Nun kommt der Input des Lehrers. Er packt sein ganzes übetechnisches Knowhow aus, um mit dem Kind gemeinsam eine Stelle nach der anderen durchzugehen und jeden „Fehler“ auszubessern. Für manche Stellen wird sogar eine Extra-Übung „erfunden“. Der Lehrer ist sehr engagiert und schreibt dem Kind genau auf, wie es all diese schwierigen Stellen zu Hause üben soll. Kommt Ihnen das bekannt vor? Finden Sie sich wieder? Ich glaube, das kennen wir alle. Wir bemühen uns ja wirklich sehr, um als Lehrer unser Bestes zu geben, um unseren Schülern unser Wissen und Können weiterzuvermitteln.
Anschließend geht das Kind nach Hause, wahrscheinlich mit dem Gefühl, einen riesigen Berg vor sich zu haben, den es zuerst überwinden muss, um das neue Musikstück spielen zu können.
Das erste Kennenlernen eines neuen Musikstückes: Szenario 2
Der Lehrer legt noch keine Noten aufs Notenpult. Er beginnt mit seinem Schüler, ganz einfache Rhythmen, die dem Kind schon bekannt sind, vor- und nachzuspielen.
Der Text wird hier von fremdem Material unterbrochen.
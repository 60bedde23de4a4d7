// Utility functions and helpers
//
// This module provides text cleanup and markup helpers, the StarDict key
// ordering, and file helpers for output directories and clean-entry files.

pub mod string_utils;
pub mod sort_key;
pub mod io_utils;

pub use string_utils::{
    normalize_whitespace, fix_sentence_end, fix_sentence_spacing, remove_diacritics,
    replace_okina, escape_for_xml, wrap_in_tag, wrap_target_in_tag, OKINA, SYLLABLE_DOT,
};
pub use sort_key::{get_sort_key, stardict_key_compare};
pub use io_utils::{ensure_dir, create_output_file, read_clean_entries, write_clean_entries};
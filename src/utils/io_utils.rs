//! I/O utility functions for output directories and clean-entry files.
//!
//! This module provides helper functions for:
//! - Creating the per-dictionary output directory
//! - Opening buffered output files
//! - Reading and writing tab-separated clean-entry files
//!
//! A clean-entry file holds one `key<TAB>value` line per entry, UTF-8 encoded.
//!
//! # Examples
//!
//! ```no_run
//! use hawdict::utils::io_utils::{read_clean_entries, write_clean_entries};
//!
//! let entries = vec![("hale".to_string(), "House.".to_string())];
//! write_clean_entries("PukuiElbert.HawToEng.clean.txt", &entries).unwrap();
//! let loaded = read_clean_entries("PukuiElbert.HawToEng.clean.txt").unwrap();
//! assert_eq!(loaded, entries);
//! ```

use std::fs::{self, File};
use std::io::{BufRead, BufReader, BufWriter, Write};
use std::path::{Path, PathBuf};

use log::*;

use crate::{Result, DictError};

/// Returns `dir`, creating it (and its parents) when missing.
///
/// # Errors
///
/// Returns `InvalidParameter` for an empty path, or an I/O error if the
/// directory cannot be created.
pub fn ensure_dir<P: AsRef<Path>>(dir: P) -> Result<PathBuf> {
    let dir = dir.as_ref();
    if dir.as_os_str().is_empty() {
        return Err(DictError::invalid_parameter("output directory"));
    }
    if dir.is_dir() {
        debug!("Directory already exists: {}", dir.display());
    } else {
        debug!("Creating directory: {}", dir.display());
        fs::create_dir_all(dir)?;
    }
    Ok(dir.to_path_buf())
}

/// Creates (or truncates) `dir/file_name` and returns a buffered writer.
pub fn create_output_file<P: AsRef<Path>>(dir: P, file_name: &str) -> Result<BufWriter<File>> {
    let path = dir.as_ref().join(file_name);
    let file = File::create(&path)?;
    Ok(BufWriter::new(file))
}

fn skip_utf8_bom(line: &str) -> &str {
    // UTF-8 BOM is 0xEF 0xBB 0xBF which appears as \u{FEFF} in UTF-8
    line.strip_prefix('\u{FEFF}').unwrap_or(line)
}

/// Writes entries as `key<TAB>value` lines.
pub fn write_clean_entries<P: AsRef<Path>>(path: P, entries: &[(String, String)]) -> Result<usize> {
    let mut writer = BufWriter::new(File::create(path)?);
    for (key, value) in entries {
        writeln!(writer, "{}\t{}", key, value)?;
    }
    writer.flush()?;
    Ok(entries.len())
}

/// Reads a clean-entry file. Blank lines are skipped.
///
/// # Errors
///
/// Returns `InvalidDataFormat` for a non-blank line without a tab.
pub fn read_clean_entries<P: AsRef<Path>>(path: P) -> Result<Vec<(String, String)>> {
    let reader = BufReader::new(File::open(path.as_ref())?);
    let mut entries = Vec::new();
    for (line_no, line) in reader.lines().enumerate() {
        let line = line?;
        let mut line = line.as_str();
        if line_no == 0 {
            line = skip_utf8_bom(line);
        }
        let line = line.trim_end_matches(['\r', '\n']);
        if line.trim().is_empty() {
            continue;
        }
        let Some((key, value)) = line.split_once('\t') else {
            return Err(DictError::invalid_data_format(format!(
                "{}:{}: missing tab separator",
                path.as_ref().display(),
                line_no + 1
            )));
        };
        entries.push((key.to_string(), value.to_string()));
    }
    Ok(entries)
}

#[cfg(test)]
mod tests {
    use super::*;

    #[test]
    fn test_clean_entries_round_trip() {
        let dir = tempfile::tempdir().unwrap();
        let path = dir.path().join("test.clean.txt");
        let entries = vec![
            ("hale, home".to_string(), "1. House. 2. Building.".to_string()),
            ("pō·ʻai".to_string(), "Circle.".to_string()),
        ];
        assert_eq!(write_clean_entries(&path, &entries).unwrap(), 2);
        assert_eq!(read_clean_entries(&path).unwrap(), entries);
    }

    #[test]
    fn test_read_clean_entries_bom_and_blank_lines() {
        let dir = tempfile::tempdir().unwrap();
        let path = dir.path().join("bom.clean.txt");
        fs::write(&path, "\u{FEFF}aloha\tLove.\r\n\r\nmahalo\tThanks.\n").unwrap();
        let entries = read_clean_entries(&path).unwrap();
        assert_eq!(entries, vec![
            ("aloha".to_string(), "Love.".to_string()),
            ("mahalo".to_string(), "Thanks.".to_string()),
        ]);
    }

    #[test]
    fn test_read_clean_entries_rejects_missing_tab() {
        let dir = tempfile::tempdir().unwrap();
        let path = dir.path().join("bad.clean.txt");
        fs::write(&path, "aloha Love.\n").unwrap();
        assert!(matches!(read_clean_entries(&path), Err(DictError::InvalidDataFormat { .. })));
    }

    #[test]
    fn test_ensure_dir() {
        let dir = tempfile::tempdir().unwrap();
        let nested = dir.path().join("a").join("b");
        assert_eq!(ensure_dir(&nested).unwrap(), nested);
        assert!(nested.is_dir());
        assert!(ensure_dir(&nested).is_ok());
        assert!(ensure_dir("").unwrap_err().is_invalid_parameter());
    }
}
//! Error types and result type for the hawdict crate.
//!
//! This module defines all error variants that can occur while turning cleaned
//! lexicon entries into StarDict and XDXF dictionaries. It uses the `snafu`
//! library for ergonomic error handling with automatic backtrace capture.
//!
//! # Examples
//!
//! ```
//! use hawdict::{Result, DictError};
//!
//! fn make_key(key: &str) -> Result<String> {
//!     if key.trim().is_empty() {
//!         return Err(DictError::invalid_parameter("key"));
//!     }
//!     Ok(key.trim().to_string())
//! }
//!
//! assert!(make_key("  ").is_err());
//! ```
//!
//! # Error Variants
//!
//! - [`DictError::Io`]: I/O errors from file creation and writes
//! - [`DictError::ParserError`]: XML/JSON parsing errors
//! - [`DictError::InvalidParameter`]: Empty or missing required values
//! - [`DictError::InvalidDataFormat`]: Malformed dictionary file data
//! - [`DictError::AggregateFailure`]: Several independent build units failed

use std::io;
use snafu::{Snafu, Backtrace};

// Re-export snafu for context providers
pub use snafu;

/// One failed build unit inside an [`DictError::AggregateFailure`].
#[derive(Debug)]
pub struct UnitFailure {
    /// Unit label, `"{id}\{direction}"`
    pub unit: String,
    pub error: DictError,
}

/// Main error type for the hawdict crate.
///
/// All errors include automatic backtrace capture for debugging purposes.
/// Use the helper methods on `DictError` for convenient error construction.
#[derive(Debug, Snafu)]
#[snafu(visibility(pub))]
pub enum DictError {
    /// I/O error occurred during file operations.
    #[snafu(display("IO error: {source}"))]
    Io {
        source: io::Error,
        backtrace: Backtrace,
    },

    /// Error parsing XML, JSON, or other structured data formats.
    #[snafu(display("Parser error: {source}"))]
    ParserError {
        source: Box<dyn std::error::Error + Send + Sync + 'static>,
        backtrace: Backtrace,
    },

    /// Dictionary file data is malformed or doesn't match expected format.
    #[snafu(display("Invalid data format: {message}"))]
    InvalidDataFormat {
        message: String,
        backtrace: Backtrace,
    },

    /// A required value was empty or missing.
    #[snafu(display("Invalid parameter: {message}"))]
    InvalidParameter {
        message: String,
        backtrace: Backtrace,
    },

    /// More than one independent build unit failed.
    #[snafu(display("{} build unit(s) failed: {}", failures.len(), failures.iter().map(|f| f.unit.as_str()).collect::<Vec<_>>().join(", ")))]
    AggregateFailure {
        failures: Vec<UnitFailure>,
        backtrace: Backtrace,
    },
}

// For automatic conversions from standard error types
impl From<io::Error> for DictError {
    fn from(source: io::Error) -> Self {
        Self::Io { source, backtrace: Backtrace::capture() }
    }
}

impl From<quick_xml::Error> for DictError {
    fn from(source: quick_xml::Error) -> Self {
        Self::ParserError { source: Box::new(source), backtrace: Backtrace::capture() }
    }
}

impl From<serde_json::Error> for DictError {
    fn from(source: serde_json::Error) -> Self {
        Self::ParserError { source: Box::new(source), backtrace: Backtrace::capture() }
    }
}

impl From<std::string::FromUtf8Error> for DictError {
    fn from(source: std::string::FromUtf8Error) -> Self {
        Self::InvalidDataFormat { message: format!("Invalid UTF-8 (String): {}", source), backtrace: Backtrace::capture() }
    }
}

impl From<std::str::Utf8Error> for DictError {
    fn from(source: std::str::Utf8Error) -> Self {
        Self::InvalidDataFormat { message: format!("Invalid UTF-8 (&str): {}", source), backtrace: Backtrace::capture() }
    }
}

/// Helper methods for creating errors without context providers.
impl DictError {
    /// Creates an `InvalidParameter` error naming the offending value.
    ///
    /// # Examples
    ///
    /// ```
    /// use hawdict::DictError;
    ///
    /// let error = DictError::invalid_parameter("output_dir");
    /// assert!(error.is_invalid_parameter());
    /// ```
    pub fn invalid_parameter<S: Into<String>>(message: S) -> Self {
        Self::InvalidParameter {
            message: message.into(),
            backtrace: Backtrace::capture(),
        }
    }

    /// Creates an `InvalidDataFormat` error with the given message.
    pub fn invalid_data_format<S: Into<String>>(message: S) -> Self {
        Self::InvalidDataFormat {
            message: message.into(),
            backtrace: Backtrace::capture(),
        }
    }

    /// Wraps the failures of several build units into one error.
    pub fn aggregate(failures: Vec<UnitFailure>) -> Self {
        Self::AggregateFailure {
            failures,
            backtrace: Backtrace::capture(),
        }
    }

    /// Checks if this error is an `InvalidParameter` variant.
    pub fn is_invalid_parameter(&self) -> bool {
        matches!(self, DictError::InvalidParameter { .. })
    }

    /// Returns the per-unit failures of an `AggregateFailure`, or an empty slice.
    pub fn unit_failures(&self) -> &[UnitFailure] {
        match self {
            DictError::AggregateFailure { failures, .. } => failures,
            _ => &[],
        }
    }
}

/// A specialized `Result` type for hawdict operations.
///
/// This is a convenience type alias that uses [`DictError`] as the error type.
pub type Result<T> = std::result::Result<T, DictError>;
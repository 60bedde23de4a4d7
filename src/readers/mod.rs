// Readers for generated dictionary files
//
// This module provides read-back of StarDict dictionaries, used to verify
// the files written by the builders.

pub mod stardict_reader;

pub use stardict_reader::{StarDictIndexEntry, StarDictReader};
//! The two generic traversals of §4.3: [`Reconstructor`] (rebuild-with-
//! override-hooks) and [`Folder`] (monoid fold).

use super::{BoolExpr, InstructionIdExpr, LocationIdExpr, MatchIdExpr, NodeIdExpr, NumExpr};

/// Rebuilds a constraint tree, visiting every child before delegating to
/// the one `mk_<sort>_expr` hook a caller overrides to perform a targeted
/// rewrite. The default hooks are the identity, so a reconstructor that
/// overrides nothing reproduces its input exactly.
pub trait Reconstructor {
    fn mk_node_expr(&mut self, e: NodeIdExpr) -> NodeIdExpr {
        e
    }
    fn mk_match_expr(&mut self, e: MatchIdExpr) -> MatchIdExpr {
        e
    }
    fn mk_location_expr(&mut self, e: LocationIdExpr) -> LocationIdExpr {
        e
    }
    fn mk_instruction_expr(&mut self, e: InstructionIdExpr) -> InstructionIdExpr {
        e
    }

    fn reconstruct_node(&mut self, e: &NodeIdExpr) -> NodeIdExpr {
        let rebuilt = match e {
            NodeIdExpr::Id(id) => NodeIdExpr::Id(*id),
            NodeIdExpr::ArrayIndex(i) => NodeIdExpr::ArrayIndex(*i),
            NodeIdExpr::BlockOfBlockNode(n) => {
                NodeIdExpr::BlockOfBlockNode(Box::new(self.reconstruct_node(n)))
            }
            NodeIdExpr::BlockWhereinMatchIsPlaced(m) => {
                NodeIdExpr::BlockWhereinMatchIsPlaced(Box::new(self.reconstruct_match(m)))
            }
        };
        self.mk_node_expr(rebuilt)
    }

    fn reconstruct_match(&mut self, e: &MatchIdExpr) -> MatchIdExpr {
        let rebuilt = e.clone();
        self.mk_match_expr(rebuilt)
    }

    fn reconstruct_location(&mut self, e: &LocationIdExpr) -> LocationIdExpr {
        let rebuilt = match e {
            LocationIdExpr::Id(id) => LocationIdExpr::Id(*id),
            LocationIdExpr::ArrayIndex(i) => LocationIdExpr::ArrayIndex(*i),
            LocationIdExpr::LocationOfValueNode(n) => {
                LocationIdExpr::LocationOfValueNode(Box::new(self.reconstruct_node(n)))
            }
        };
        self.mk_location_expr(rebuilt)
    }

    fn reconstruct_instruction(&mut self, e: &InstructionIdExpr) -> InstructionIdExpr {
        let rebuilt = e.clone();
        self.mk_instruction_expr(rebuilt)
    }

    fn reconstruct_num(&mut self, e: &NumExpr) -> NumExpr {
        match e {
            NumExpr::IntLiteral(v) => NumExpr::IntLiteral(*v),
            NumExpr::Plus(a, b) => {
                NumExpr::Plus(Box::new(self.reconstruct_num(a)), Box::new(self.reconstruct_num(b)))
            }
            NumExpr::Minus(a, b) => {
                NumExpr::Minus(Box::new(self.reconstruct_num(a)), Box::new(self.reconstruct_num(b)))
            }
            NumExpr::Node(n) => NumExpr::Node(self.reconstruct_node(n)),
            NumExpr::Match(m) => NumExpr::Match(self.reconstruct_match(m)),
            NumExpr::Location(l) => NumExpr::Location(self.reconstruct_location(l)),
            NumExpr::Instruction(i) => NumExpr::Instruction(self.reconstruct_instruction(i)),
        }
    }

    fn reconstruct_bool(&mut self, e: &BoolExpr) -> BoolExpr {
        match e {
            BoolExpr::Eq(a, b) => {
                BoolExpr::Eq(Box::new(self.reconstruct_num(a)), Box::new(self.reconstruct_num(b)))
            }
            BoolExpr::Lt(a, b) => {
                BoolExpr::Lt(Box::new(self.reconstruct_num(a)), Box::new(self.reconstruct_num(b)))
            }
            BoolExpr::Le(a, b) => {
                BoolExpr::Le(Box::new(self.reconstruct_num(a)), Box::new(self.reconstruct_num(b)))
            }
            BoolExpr::Gt(a, b) => {
                BoolExpr::Gt(Box::new(self.reconstruct_num(a)), Box::new(self.reconstruct_num(b)))
            }
            BoolExpr::Ge(a, b) => {
                BoolExpr::Ge(Box::new(self.reconstruct_num(a)), Box::new(self.reconstruct_num(b)))
            }
            BoolExpr::InSet(a, set) => BoolExpr::InSet(
                Box::new(self.reconstruct_num(a)),
                set.iter().map(|x| self.reconstruct_num(x)).collect(),
            ),
            BoolExpr::And(cs) => BoolExpr::And(cs.iter().map(|c| self.reconstruct_bool(c)).collect()),
            BoolExpr::Or(cs) => BoolExpr::Or(cs.iter().map(|c| self.reconstruct_bool(c)).collect()),
            BoolExpr::Implies(a, b) => BoolExpr::Implies(
                Box::new(self.reconstruct_bool(a)),
                Box::new(self.reconstruct_bool(b)),
            ),
            BoolExpr::Not(a) => BoolExpr::Not(Box::new(self.reconstruct_bool(a))),
            BoolExpr::FallThrough(n) => BoolExpr::FallThrough(self.reconstruct_node(n)),
            BoolExpr::DistanceLe(a, b, k) => BoolExpr::DistanceLe(
                Box::new(self.reconstruct_num(a)),
                Box::new(self.reconstruct_num(b)),
                *k,
            ),
        }
    }
}

/// Folds a constraint tree into a caller-supplied monoid `T`: `unit()` is
/// the identity element and `combine` the associative binary operator.
/// Each `fold_<sort>_expr` hook receives the already-folded value of its
/// children and may override it; the default is to pass it through
/// unchanged.
pub trait Folder<T: Clone> {
    fn unit(&self) -> T;
    fn combine(&self, a: T, b: T) -> T;

    fn fold_node_expr(&mut self, _e: &NodeIdExpr, children: T) -> T {
        children
    }
    fn fold_match_expr(&mut self, _e: &MatchIdExpr, children: T) -> T {
        children
    }
    fn fold_location_expr(&mut self, _e: &LocationIdExpr, children: T) -> T {
        children
    }
    fn fold_instruction_expr(&mut self, _e: &InstructionIdExpr, children: T) -> T {
        children
    }

    fn fold_node(&mut self, e: &NodeIdExpr) -> T {
        let children = match e {
            NodeIdExpr::Id(_) | NodeIdExpr::ArrayIndex(_) => self.unit(),
            NodeIdExpr::BlockOfBlockNode(n) => self.fold_node(n),
            NodeIdExpr::BlockWhereinMatchIsPlaced(m) => self.fold_match(m),
        };
        self.fold_node_expr(e, children)
    }

    fn fold_match(&mut self, e: &MatchIdExpr) -> T {
        let children = self.unit();
        self.fold_match_expr(e, children)
    }

    fn fold_location(&mut self, e: &LocationIdExpr) -> T {
        let children = match e {
            LocationIdExpr::Id(_) | LocationIdExpr::ArrayIndex(_) => self.unit(),
            LocationIdExpr::LocationOfValueNode(n) => self.fold_node(n),
        };
        self.fold_location_expr(e, children)
    }

    fn fold_instruction(&mut self, e: &InstructionIdExpr) -> T {
        let children = self.unit();
        self.fold_instruction_expr(e, children)
    }

    fn fold_num(&mut self, e: &NumExpr) -> T {
        match e {
            NumExpr::IntLiteral(_) => self.unit(),
            NumExpr::Plus(a, b) | NumExpr::Minus(a, b) => {
                let l = self.fold_num(a);
                let r = self.fold_num(b);
                self.combine(l, r)
            }
            NumExpr::Node(n) => self.fold_node(n),
            NumExpr::Match(m) => self.fold_match(m),
            NumExpr::Location(l) => self.fold_location(l),
            NumExpr::Instruction(i) => self.fold_instruction(i),
        }
    }

    fn fold_bool(&mut self, e: &BoolExpr) -> T {
        match e {
            BoolExpr::Eq(a, b)
            | BoolExpr::Lt(a, b)
            | BoolExpr::Le(a, b)
            | BoolExpr::Gt(a, b)
            | BoolExpr::Ge(a, b) => {
                let l = self.fold_num(a);
                let r = self.fold_num(b);
                self.combine(l, r)
            }
            BoolExpr::InSet(a, set) => {
                let mut acc = self.fold_num(a);
                for x in set {
                    let v = self.fold_num(x);
                    acc = self.combine(acc, v);
                }
                acc
            }
            BoolExpr::And(cs) | BoolExpr::Or(cs) => {
                let mut acc = self.unit();
                for c in cs {
                    let v = self.fold_bool(c);
                    acc = self.combine(acc, v);
                }
                acc
            }
            BoolExpr::Implies(a, b) => {
                let l = self.fold_bool(a);
                let r = self.fold_bool(b);
                self.combine(l, r)
            }
            BoolExpr::Not(a) => self.fold_bool(a),
            BoolExpr::FallThrough(n) => self.fold_node(n),
            BoolExpr::DistanceLe(a, b, _) => {
                let l = self.fold_num(a);
                let r = self.fold_num(b);
                self.combine(l, r)
            }
        }
    }
}

#[cfg(test)]
mod tests {
    use super::*;
    use crate::constraints::NodeIdExpr;

    struct ReplaceLeaf {
        from: PubIdForTest,
        to: PubIdForTest,
    }
    type PubIdForTest = u32;
    impl Reconstructor for ReplaceLeaf {
        fn mk_node_expr(&mut self, e: NodeIdExpr) -> NodeIdExpr {
            match e {
                NodeIdExpr::Id(id) if id == self.from => NodeIdExpr::Id(self.to),
                other => other,
            }
        }
    }

    #[test]
    fn reconstructor_rewrites_only_targeted_leaves() {
        let mut r = ReplaceLeaf { from: 1, to: 99 };
        let c = BoolExpr::Eq(
            Box::new(NumExpr::Node(NodeIdExpr::Id(1))),
            Box::new(NumExpr::Node(NodeIdExpr::Id(2))),
        );
        let rewritten = r.reconstruct_bool(&c);
        assert_eq!(
            rewritten,
            BoolExpr::Eq(
                Box::new(NumExpr::Node(NodeIdExpr::Id(99))),
                Box::new(NumExpr::Node(NodeIdExpr::Id(2)))
            )
        );
    }

    struct CountLeaves;
    impl Folder<u32> for CountLeaves {
        fn unit(&self) -> u32 {
            0
        }
        fn combine(&self, a: u32, b: u32) -> u32 {
            a + b
        }
        fn fold_node_expr(&mut self, e: &NodeIdExpr, children: u32) -> u32 {
            match e {
                NodeIdExpr::Id(_) => children + 1,
                _ => children,
            }
        }
    }

    #[test]
    fn folder_counts_node_leaves() {
        let mut f = CountLeaves;
        let c = BoolExpr::And(vec![
            BoolExpr::Eq(
                Box::new(NumExpr::Node(NodeIdExpr::Id(1))),
                Box::new(NumExpr::Node(NodeIdExpr::Id(2))),
            ),
            BoolExpr::Not(Box::new(BoolExpr::FallThrough(NodeIdExpr::Id(3)))),
        ]);
        assert_eq!(f.fold_bool(&c), 3);
    }
}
Erst hören, dann in die Rhythmussprache übersetzen, dann spielen. Nach und nach bindet der Lehrer die Rhythmus-Muster aus dem neuen Stück ein, das er für das Kind vorbereitet hat. Nach dem Spielen darf das Kind die Rhythmus-Muster auch aufschreiben. In einem nächsten Schritt wird vom Vor- und Nachspielen zu einem „Frage und Antwort“- Spiel gewechselt. Auch der Schüler darf sich „rhythmische“ Fragen ausdenken, auf die der Lehrer dann antwortet.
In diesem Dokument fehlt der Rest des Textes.